[Activity]
Using the data below, gather each line that includes the word "patch".

Dataset entries:
[Start of section]
use crate::error::BspError;
use crate::tile::{TileGrid, TileLabel};

#[derive(Debug, Clone, Copy, PartialEq, Eq)]
enum Family {
    Void,
    Ground,
    Wall,
}

fn family(label: TileLabel) -> Family {
    match label.id() {
        0 => Family::Void,
        1 => Family::Ground,
        _ => Family::Wall,
    }
}

/// A 3x3 neighbourhood of tile families, center always [`Family::Wall`].
#[derive(Debug, Clone, Copy)]
struct Neighbourhood {
    nw: Family,
    n: Family,
    ne: Family,
    w: Family,
    e: Family,
    sw: Family,
    s: Family,
    se: Family,
}

/// Refines every interior [`TileLabel::RawWall`] cell of `grid` into its
/// oriented variant, by matching its 3x3 neighbourhood against a fixed
/// table of patterns, first match wins. Border cells (row/column 0 or the
/// last row/column) are left untouched, since they have no full
/// neighbourhood.
pub(crate) fn apply(grid: &TileGrid) -> Result<TileGrid, BspError> {
    let mut out = grid.clone();
    let (width, height) = (grid.width(), grid.height());

    for y in 1..height - 1 {
        for x in 1..width - 1 {
            if grid.get(x, y) != TileLabel::RawWall {
                continue;
            }
            let n = Neighbourhood {
                nw: family(grid.get(x - 1, y - 1)),
                n: family(grid.get(x, y - 1)),
                ne: family(grid.get(x + 1, y - 1)),
                w: family(grid.get(x - 1, y)),
                e: family(grid.get(x + 1, y)),
                sw: family(grid.get(x - 1, y + 1)),
                s: family(grid.get(x, y + 1)),
                se: family(grid.get(x + 1, y + 1)),
            };
            out.set(x, y, classify(n)?);
        }
    }

    Ok(out)
}

/// Classifies a single 3x3 neighbourhood whose center is known to be a
/// raw wall. Exposed for targeted unit testing of the pattern table.
fn classify(n: Neighbourhood) -> Result<TileLabel, BspError> {
    use Family::{Ground as G, Void as V, Wall as W};

    if n.n == W && n.s == G {
        return Ok(TileLabel::WallBase);
    }
    if n.n == V && n.w == W && n.e == W && n.s == W {
        return Ok(TileLabel::WallN);
    }
    if n.n == G && n.s == V {
        return Ok(TileLabel::WallS);
    }
    if n.n == W && n.w == V && n.s == W {
        return Ok(TileLabel::WallW);
    }
    if n.n == W && n.e == V && n.s == W {
        return Ok(TileLabel::WallE);
    }
    if n.nw == V && n.n == V && n.w == V {
        return Ok(TileLabel::WallNw);
    }
    if n.n == V && n.ne == V && n.e == V {
        return Ok(TileLabel::WallNe);
    }
    if n.e == V && n.s == V && n.se == V {
        return Ok(TileLabel::WallSe);
    }
    if n.w == V && n.s == V && n.sw == V {
        return Ok(TileLabel::WallSw);
    }
    if n.nw == V && n.n == W && n.w == W {
        return Ok(TileLabel::WallNwInt);
    }
    if n.n == W && n.ne == V && n.e == W {
        return Ok(TileLabel::WallNeInt);
    }
    if n.e == W && n.s == W && n.se == V {
        return Ok(TileLabel::WallSeInt);
    }
    if n.w == W && n.s == W && n.sw == V {
        return Ok(TileLabel::WallSwInt);
    }

    Ok(TileLabel::RawWall)
}

#[cfg(test)]
mod tests {
    use super::*;
    use Family::{Ground as G, Void as V, Wall as W};

    fn patch(nw: Family, n: Family, ne: Family, w: Family, e: Family, sw: Family, s: Family, se: Family) -> Neighbourhood {
        Neighbourhood { nw, n, ne, w, e, sw, s, se }
    }

    #[test]
    fn base_wall_faces_ground() {
        let n = patch(V, W, V, V, V, V, G, V);
        assert_eq!(classify(n).unwrap(), TileLabel::WallBase);
    }

    #[test]
    fn outer_nw_corner() {
        let n = patch(V, V, V, V, V, V, V, V);
        assert_eq!(classify(n).unwrap(), TileLabel::WallNw);
    }

    #[test]
    fn inner_se_corner_takes_priority_correctly() {
        let n = patch(V, V, V, V, W, V, W, V);
        assert_eq!(classify(n).unwrap(), TileLabel::WallSeInt);
    }

    #[test]
    fn unrecognised_pattern_stays_raw() {
        let n = patch(G, G, G, G, G, G, G, G);
        assert_eq!(classify(n).unwrap(), TileLabel::RawWall);
    }
}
[End of section]
[Solution to the problem]
    fn patch(nw: Family, n: Family, ne: Family, w: Family, e: Family, sw: Family, s: Family, se: Family) -> Neighbourhood {
        let n = patch(V, W, V, V, V, V, G, V);
        let n = patch(V, V, V, V, V, V, V, V);
        let n = patch(V, V, V, V, W, V, W, V);
        let n = patch(G, G, G, G, G, G, G, G);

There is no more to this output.